John Kay, London Business School

Article paru dans Annals of Public and Cooperative Economics, Vol. 62 N° 3, 1991.

Beaucoup d’affaires se font dans des sociétés mutuelles. Elles collectent de l’épargne et accordent des prêts. Elles assurent nos vies et nos maisons. Nous les trouvons dans l’agriculture et dans la distribution. Nous pratiquons une grande partie de nos activités de loisir – du sport aux activités artistiques – dans des associations à but non lucratif. Le but de cet article est de présenter un cadre économique général qui permette de comprendre les objectifs de ces sociétés, et d’identifier certains avantages et inconvénients spécifiques des organisations mutuelles.

Il est de plus en plus à la mode de parler de « parties prenantes » d’une organisation. Toute entreprise commerciale est responsable vis-à-vis de cinq grandes catégories de partenaires. Il y a les clients, qui achètent ou utilisent ses produits. Il y a les salariés, qui y travaillent. Il y a les fournisseurs, qui apportent des biens et des services à l’entreprise. Et il y a ceux qui apportent le capital nécessaire à l’activité – les banques, d’autres institutions financières, et les actionnaires. Enfin, l’entreprise a diverses obligations envers la communauté au sens large dans laquelle elle se situe.

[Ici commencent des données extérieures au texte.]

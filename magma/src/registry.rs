/*
 * Copyright (c) Meta Platforms, Inc. and affiliates.
 * All rights reserved.
 *
 * This source code is licensed under the BSD-style license found in the
 * LICENSE file in the root directory of this source tree.
 */

//! The operation registry.
//!
//! A value type joins a magma by implementing [`Magma`]; it supports
//! a binary operation by implementing [`Implements<Op>`] for that
//! operation. Everything optional is an explicit capability query
//! returning `Option`: `None` means "not implemented", and generic
//! code (the checker in particular) branches on it rather than
//! failing to compile or failing at run time.
//!
//! Default derivations:
//!
//! - `not_equal` is the negation of `equal`;
//! - `approximately_equal` is `equal`;
//! - `is_annihilator(v)` is `equal(v, annihilator())` when an
//!   annihilator exists, and `false` otherwise;
//! - a one-sided inverse falls back to the two-sided form;
//! - `invert(side, a)` is `inverse(side.mirror(), identity(), a)`;
//! - every [`Ordered`] type implements [`Choose`] by picking the
//!   preferred of its operands.
//!
//! The inverse of [`Multiply`] is [`divide`]; the inverse of [`Add`]
//! is [`subtract`].
//!
//! # Example
//!
//! ```
//! use magma::Side;
//!
//! assert_eq!(magma::multiply(&3i64, &4i64), 12);
//! assert_eq!(magma::subtract(Side::Right, &12i64, &4i64), Ok(8));
//! assert_eq!(magma::one::<i64>(), Some(1));
//! assert!(magma::is_annihilator::<i64, magma::Multiply>(&0));
//! ```

use std::fmt;

use crate::error::OperationError;
use crate::operation::Add;
use crate::operation::Choose;
use crate::operation::Direction;
use crate::operation::Markers;
use crate::operation::Multiply;
use crate::operation::Operation;
use crate::operation::OperationId;
use crate::operation::Side;
use crate::tag::Tagged;
use crate::tag::tag_name;

/// A value type that is a member of a magma.
///
/// Only membership and equality are required; every other capability
/// defaults to "not implemented".
pub trait Magma: Tagged + Clone + fmt::Debug + fmt::Display + 'static {
    /// Whether this value is a member of the magma. A value type may
    /// be able to represent things outside the magma (NaN, say).
    fn is_member(&self) -> bool;

    /// Equality within the magma.
    fn equal(&self, other: &Self) -> bool;

    /// Inequality; the negation of [`Magma::equal`] unless overridden.
    fn not_equal(&self, other: &Self) -> bool {
        !self.equal(other)
    }

    /// Equality up to `tolerance`; [`Magma::equal`] unless overridden.
    fn approximately_equal(&self, other: &Self, _tolerance: f64) -> bool {
        self.equal(other)
    }

    /// The native `==` operator, if the type has one.
    fn native_equality() -> Option<fn(&Self, &Self) -> bool> {
        None
    }

    /// The native `!=` operator, if the type has one.
    fn native_inequality() -> Option<fn(&Self, &Self) -> bool> {
        None
    }

    /// A value of this type that is not a member of the magma.
    fn non_member() -> Option<Self> {
        None
    }

    /// A strict weak order on the magma: `compare(a, b)` is "a sorts
    /// before b".
    fn compare() -> Option<fn(&Self, &Self) -> bool> {
        None
    }

    /// Reversal, an involution with `reverse(a * b) == reverse(b) *
    /// reverse(a)`.
    fn reverse() -> Option<fn(&Self) -> Self> {
        None
    }

    /// Textual form; must agree with `Display`.
    fn print() -> Option<fn(&Self) -> String> {
        None
    }

    /// A dedicated accessor for the multiplicative identity. Must be
    /// exactly equal to the identity of [`Multiply`].
    fn one() -> Option<Self> {
        None
    }

    /// A dedicated accessor for the additive identity. Must be
    /// exactly equal to the identity of [`Add`].
    fn zero() -> Option<Self> {
        None
    }
}

/// The implementation of operation `Op` for a magma.
///
/// [`Implements::MARKERS`] declares the laws the implementation
/// claims. Optional parts (identity, annihilator, inverse, inversion,
/// order, native operators) are capability queries.
///
/// # Inverses
///
/// `inverse(Side::Left, c, a)` removes `a` from the left of `c`, so
/// `inverse(Side::Left, &apply(a, b), a) == b`. Symmetrically
/// `inverse(Side::Right, &apply(a, b), b) == a`.
/// [`Implements::inverse_direction`] says which sides exist.
///
/// `invert(Side::Left, a)` is the value `x` with `apply(x, a) ==
/// identity`, `invert(Side::Right, a)` the value with `apply(a, x) ==
/// identity`.
pub trait Implements<Op: Operation>: Magma {
    /// Laws this implementation claims.
    const MARKERS: Markers;

    /// Apply the operation.
    fn apply(a: &Self, b: &Self) -> Self;

    /// The identity element.
    fn identity() -> Option<Self> {
        None
    }

    /// The annihilator (absorbing element).
    fn annihilator() -> Option<Self> {
        None
    }

    /// Whether `a` is an annihilator. Override for magmas with more
    /// than one annihilator representation, or for speed.
    fn is_annihilator(a: &Self) -> bool {
        <Self as Implements<Op>>::annihilator().is_some_and(|z| a.equal(&z))
    }

    /// Which sides [`Implements::inverse`] is defined for.
    fn inverse_direction() -> Option<Direction> {
        None
    }

    /// Remove `a` from `side` of `c`.
    fn inverse(_side: Side, c: &Self, a: &Self) -> Result<Self, OperationError> {
        <Self as Implements<Op>>::inverse_two_sided(c, a)
    }

    /// The inverse for commutative operations, where the side does
    /// not matter.
    fn inverse_two_sided(_c: &Self, _a: &Self) -> Result<Self, OperationError> {
        Err(OperationError::Unimplemented {
            operation: Op::ID.inverse_name(),
            magma: tag_name::<Self>(),
        })
    }

    /// Which sides [`Implements::invert`] is defined for.
    fn invert_direction() -> Option<Direction> {
        None
    }

    /// The inverse element of `a` on `side`. The left inverse `x`
    /// solves `apply(x, a) == identity`, which removes `a` from the
    /// right of the identity.
    fn invert(side: Side, a: &Self) -> Result<Self, OperationError> {
        match <Self as Implements<Op>>::identity() {
            Some(identity) => <Self as Implements<Op>>::inverse(side.mirror(), &identity, a),
            None => Err(OperationError::Unimplemented {
                operation: Op::ID.invert_name(),
                magma: tag_name::<Self>(),
            }),
        }
    }

    /// The order the operation is defined by, if it is order-driven:
    /// `order(a, b)` is "a is strictly preferred over b", and the
    /// operation returns the preferred operand.
    fn order() -> Option<fn(&Self, &Self) -> bool> {
        None
    }

    /// The native operator form (`*`, `+`), if the type has one.
    fn native() -> Option<fn(&Self, &Self) -> Self> {
        None
    }

    /// The native inverse operator (`/`, `-`) with the argument order
    /// of [`Side::Right`]: `native_inverse(c, b)` removes `b`.
    fn native_inverse() -> Option<fn(&Self, &Self) -> Self> {
        None
    }

    /// Whether this operation distributes over `other` on `side`:
    /// `a * (b + c) == a * b + a * c` on the left,
    /// `(b + c) * a == b * a + c * a` on the right.
    fn distributes_over(_other: OperationId, _side: Side) -> bool {
        false
    }
}

/// A magma with a strict weak order of preference.
///
/// Every `Ordered` type implements [`Choose`]: the operation returns
/// whichever operand the order prefers, and the left operand on a
/// tie. Two values that are mutually not preferred are
/// interchangeable for `choose` even if they are not
/// [`Magma::equal`].
pub trait Ordered: Magma {
    /// Whether `a` is strictly preferred over `b`.
    fn precedes(a: &Self, b: &Self) -> bool;

    /// The preferred of the two values.
    fn choose(a: &Self, b: &Self) -> Self {
        if Self::precedes(b, a) {
            b.clone()
        } else {
            a.clone()
        }
    }

    /// The value every other value is preferred over; the identity of
    /// [`Choose`].
    fn least_preferred() -> Option<Self> {
        None
    }

    /// The value preferred over every other value; the annihilator of
    /// [`Choose`].
    fn most_preferred() -> Option<Self> {
        None
    }
}

impl<M: Ordered> Implements<Choose> for M {
    const MARKERS: Markers = Markers::NONE
        .associative()
        .commutative()
        .idempotent()
        .path_operation();

    fn apply(a: &Self, b: &Self) -> Self {
        M::choose(a, b)
    }

    fn identity() -> Option<Self> {
        M::least_preferred()
    }

    fn annihilator() -> Option<Self> {
        M::most_preferred()
    }

    fn order() -> Option<fn(&Self, &Self) -> bool> {
        Some(M::precedes)
    }
}

// Calls

/// Apply `Op`.
pub fn apply<M: Implements<Op>, Op: Operation>(a: &M, b: &M) -> M {
    <M as Implements<Op>>::apply(a, b)
}

/// `a * b`.
pub fn multiply<M: Implements<Multiply>>(a: &M, b: &M) -> M {
    apply::<M, Multiply>(a, b)
}

/// `a + b`.
pub fn add<M: Implements<Add>>(a: &M, b: &M) -> M {
    apply::<M, Add>(a, b)
}

/// The preferred of `a` and `b`.
pub fn choose<M: Implements<Choose>>(a: &M, b: &M) -> M {
    apply::<M, Choose>(a, b)
}

/// The inverse of `Op`, if it is declared for `side`.
pub fn inverse<M: Implements<Op>, Op: Operation>(
    side: Side,
    c: &M,
    a: &M,
) -> Result<M, OperationError> {
    if !has_inverse::<M, Op>(side.into()) {
        return Err(OperationError::Unimplemented {
            operation: Op::ID.inverse_name(),
            magma: tag_name::<M>(),
        });
    }
    <M as Implements<Op>>::inverse(side, c, a)
}

/// Divide `a` out of `side` of `c`: the inverse of [`multiply`].
pub fn divide<M: Implements<Multiply>>(side: Side, c: &M, a: &M) -> Result<M, OperationError> {
    inverse::<M, Multiply>(side, c, a)
}

/// Subtract `a` from `side` of `c`: the inverse of [`add`].
pub fn subtract<M: Implements<Add>>(side: Side, c: &M, a: &M) -> Result<M, OperationError> {
    inverse::<M, Add>(side, c, a)
}

/// The inverse element of `a` under `Op`, if inversion is declared
/// for `side`.
pub fn invert<M: Implements<Op>, Op: Operation>(side: Side, a: &M) -> Result<M, OperationError> {
    if !has_invert::<M, Op>(side.into()) {
        return Err(OperationError::Unimplemented {
            operation: Op::ID.invert_name(),
            magma: tag_name::<M>(),
        });
    }
    <M as Implements<Op>>::invert(side, a)
}

/// The identity of `Op`.
pub fn identity<M: Implements<Op>, Op: Operation>() -> Option<M> {
    <M as Implements<Op>>::identity()
}

/// The annihilator of `Op`.
pub fn annihilator<M: Implements<Op>, Op: Operation>() -> Option<M> {
    <M as Implements<Op>>::annihilator()
}

/// Whether `a` is an annihilator of `Op`.
pub fn is_annihilator<M: Implements<Op>, Op: Operation>(a: &M) -> bool {
    <M as Implements<Op>>::is_annihilator(a)
}

/// The multiplicative identity, from the dedicated accessor if there
/// is one.
pub fn one<M: Implements<Multiply>>() -> Option<M> {
    M::one().or_else(identity::<M, Multiply>)
}

/// The additive identity, from the dedicated accessor if there is
/// one.
pub fn zero<M: Implements<Add>>() -> Option<M> {
    M::zero().or_else(identity::<M, Add>)
}

/// The dedicated identity accessor for `Op` (`one` for multiply,
/// `zero` for add), if the magma overrides it.
pub fn identity_accessor<M: Magma, Op: Operation>() -> Option<M> {
    match Op::ID {
        OperationId::Multiply => M::one(),
        OperationId::Add => M::zero(),
        OperationId::Choose => None,
    }
}

/// Negation of [`Magma::equal`].
pub fn not_equal<M: Magma>(a: &M, b: &M) -> bool {
    a.not_equal(b)
}

/// [`Magma::approximately_equal`].
pub fn approximately_equal<M: Magma>(a: &M, b: &M, tolerance: f64) -> bool {
    a.approximately_equal(b, tolerance)
}

/// Whether `a` sorts before `b`, if the magma is ordered.
pub fn compare<M: Magma>(a: &M, b: &M) -> Option<bool> {
    M::compare().map(|less| less(a, b))
}

/// The reversal of `a`, if the magma has one.
pub fn reverse<M: Magma>(a: &M) -> Option<M> {
    M::reverse().map(|reverse| reverse(a))
}

/// The textual form of `a`, if the magma prints.
pub fn print<M: Magma>(a: &M) -> Option<String> {
    M::print().map(|print| print(a))
}

// Capability queries

/// Whether `Op` has an identity on `M`.
pub fn has_identity<M: Implements<Op>, Op: Operation>() -> bool {
    identity::<M, Op>().is_some()
}

/// Whether `Op` has an annihilator on `M`.
pub fn has_annihilator<M: Implements<Op>, Op: Operation>() -> bool {
    annihilator::<M, Op>().is_some()
}

/// Whether the inverse of `Op` is defined on every side of
/// `direction`.
pub fn has_inverse<M: Implements<Op>, Op: Operation>(direction: Direction) -> bool {
    <M as Implements<Op>>::inverse_direction().is_some_and(|declared| declared.covers(direction))
}

/// Whether inversion under `Op` is defined on every side of
/// `direction`.
pub fn has_invert<M: Implements<Op>, Op: Operation>(direction: Direction) -> bool {
    <M as Implements<Op>>::invert_direction().is_some_and(|declared| declared.covers(direction))
}

/// Whether `Op` is driven by an order.
pub fn has_order<M: Implements<Op>, Op: Operation>() -> bool {
    <M as Implements<Op>>::order().is_some()
}

/// Whether `Op` has a native operator form.
pub fn has_native<M: Implements<Op>, Op: Operation>() -> bool {
    <M as Implements<Op>>::native().is_some()
}

/// Whether the magma has a strict weak order.
pub fn has_compare<M: Magma>() -> bool {
    M::compare().is_some()
}

/// Whether the magma has a native `==`.
pub fn has_native_equality<M: Magma>() -> bool {
    M::native_equality().is_some()
}

/// Whether the magma has a native `!=`.
pub fn has_native_inequality<M: Magma>() -> bool {
    M::native_inequality().is_some()
}

/// Whether the magma can be reversed.
pub fn has_reverse<M: Magma>() -> bool {
    M::reverse().is_some()
}

/// Whether the magma prints.
pub fn has_print<M: Magma>() -> bool {
    M::print().is_some()
}

/// Whether the magma has a non-member sentinel.
pub fn has_non_member<M: Magma>() -> bool {
    M::non_member().is_some()
}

Pour étudier l’entreprise, une méthode pratique et assez générale consiste à la décrire comme un nœud de contrats entre la société et les différentes parties prenantes (Williamson, 1975). Certains de ces contrats sont spécifiés dans leurs moindres détails. Pour un prêt, l’échéance, les conditions et les garanties apportées sont généralement précisées avec beaucoup de soin. Certains autres contrats sont implicites – en particulier dans les relations entre la communauté et l’entreprise. Le plus souvent, comme pour les contrats de travail, un contrat contient à la fois des stipulations explicites et implicites. Tous les salariés ont un contrat de travail formalisé par écrit, mais la relation entre le salarié et la société va plus loin que ce qui est écrit dans ce contrat. La société attend plus de ses salariés que ce qui figure dans leur contrat de travail, et ces derniers ont des exigences réciproques en ce qui concerne l’attitude de la société à leur égard.

Dans le Tableau 1, j’ai décrits ces parties prenantes et la nature de leurs contrats respectifs. A chaque groupe correspond un flux de biens et de services auquel correspond un flux financier. Les salariés effectuent un travail pour la société et reçoivent un salaire en retour. La communauté fournit un environnement dans lequel l’entreprise peut fonctionner, et en contrepartie de ce service elle prélève des impôts sur la société.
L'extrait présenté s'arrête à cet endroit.